UNIFIBER MAVERICK 6.5M 2019 TEST REVIEW
The Maverick is Unifiber’s entry-level freeride sail, available as a complete package with the brand’s popular components, or as a standalone sail. Targeted towards school use as well as the wider consumer market, the four smaller Maverick sizes are also available in Dacron, using four colours so that sizes can easily be distinguished. The monofilm version tested here is built to be as lightweight as possible, to make it practical for light wind use and progression, as well as high-end blasting. It has a very clean, minimalist appearance, with monofilm used in all bar the foot and luff panels, where wide-spaced x-ply is in place. Detailing is also cut to a minimum to reduce weight and increase affordability, with features such as the tack fairing paired back to a purely functional form. And yet, there are some very modern features included, to ensure performance and longevity, such as integrated battens and abrasion beading included along the length of the two lower battens. Just a word to the wise, with its largely monofilm structure, it is quite easy to over-tension the battens, particularly in the head of the sail. Just tension enough to take the wrinkles out and you’re good to go.
“A high performance sail developed for newcomers to windsurfing. The smaller sizes are designed towards bump and jump conditions, the larger sizes 6.5 and 7.3 are designed for performance freeride level blasting.”

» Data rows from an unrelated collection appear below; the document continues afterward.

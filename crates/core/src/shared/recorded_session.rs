//! JSON Lines recordings of face-landmarker output, one object per frame.
//!
//! ```text
//! {"videoTime":0.033,"width":640,"height":480,"result":{"faceLandmarks":[...],"faceBlendshapes":[...]}}
//! ```

use std::fs;
use std::path::{Path, PathBuf};

use serde::{Deserialize, Serialize};
use thiserror::Error;

use crate::landmarking::domain::landmarker_result::LandmarkerResult;
use crate::shared::constants::{DEFAULT_FRAME_HEIGHT, DEFAULT_FRAME_WIDTH};

#[derive(Error, Debug)]
pub enum SessionError {
    #[error("failed to read session {path}: {source}")]
    Read {
        path: PathBuf,
        #[source]
        source: std::io::Error,
    },
    #[error("invalid session record on line {line}: {source}")]
    Parse {
        line: usize,
        #[source]
        source: serde_json::Error,
    },
}

#[derive(Clone, Debug, PartialEq, Serialize, Deserialize)]
#[serde(rename_all = "camelCase")]
pub struct RecordedFrame {
    pub video_time: f64,
    #[serde(default = "default_width")]
    pub width: u32,
    #[serde(default = "default_height")]
    pub height: u32,
    /// `None` when no inference was recorded for this frame.
    #[serde(default)]
    pub result: Option<LandmarkerResult>,
}

fn default_width() -> u32 {
    DEFAULT_FRAME_WIDTH
}

fn default_height() -> u32 {
    DEFAULT_FRAME_HEIGHT
}

#[derive(Clone, Debug, Default, PartialEq)]
pub struct RecordedSession {
    pub frames: Vec<RecordedFrame>,
}

impl RecordedSession {
    pub fn load(path: &Path) -> Result<Self, SessionError> {
        let text = fs::read_to_string(path).map_err(|e| SessionError::Read {
            path: path.to_path_buf(),
            source: e,
        })?;
        Self::parse(&text)
    }

    /// Parses JSON Lines text; blank lines are skipped, line numbers are
    /// 1-based.
    pub fn parse(text: &str) -> Result<Self, SessionError> {
        let mut frames = Vec::new();
        for (i, line) in text.lines().enumerate() {
            let line = line.trim();
            if line.is_empty() {
                continue;
            }
            let frame = serde_json::from_str(line).map_err(|e| SessionError::Parse {
                line: i + 1,
                source: e,
            })?;
            frames.push(frame);
        }
        Ok(Self { frames })
    }

    pub fn len(&self) -> usize {
        self.frames.len()
    }

    pub fn is_empty(&self) -> bool {
        self.frames.is_empty()
    }
}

The Maverick was tested on a standard diameter 40% constant curve Unifiber mast, which is quite easily the heaviest in the group, yet no doubt one of the most durable and cost effective. Downhauling the sail was relatively straightforward, the tack roller oriented optimally to mitigate unnecessary friction, whilst the two lower battens keep connection with the mast. At rest there’s some shape to the Maverick’s profile below the boom, yet it remains relatively flat above. Taking it onto the water, the mast’s relative weight is noticeable during light wind manoeuvring, but as pressure builds and the sail accelerates onto the plane, it was surprising just how little the extra weight of the mast remained noticeable. Because once the Maverick is planing it settles into a very comfortable locked in stance. The centre of effort is low and focussed around the rider, accelerating in the gusts and rarely invoking any additional backhand pressure. It was a pleasure to use, the quality of the design and shaping disguising any handling or response drawback regarding the use of the heavier mast. With natural range on one setting, the leech twists off smoothly, keeping the sail’s pull locked forward and helping to pin the board down as it rides over turbulent seas. In transition and at lower speeds, the mast’s influence does become more noticeable again, but keep the pressure on and the sail’s performance potential will continue to override, leaving a lasting impression.
Whilst it may have a simple, straightforward appearance, the Maverick’s performance is anything but! The quality and artistry of its design disguises the extra weight of the price-pointed mast, leaving the rider to explore the sail’s impressive range, control and capabilities. At €409.00 (roughly £375 at time of writing), it is exceptional value.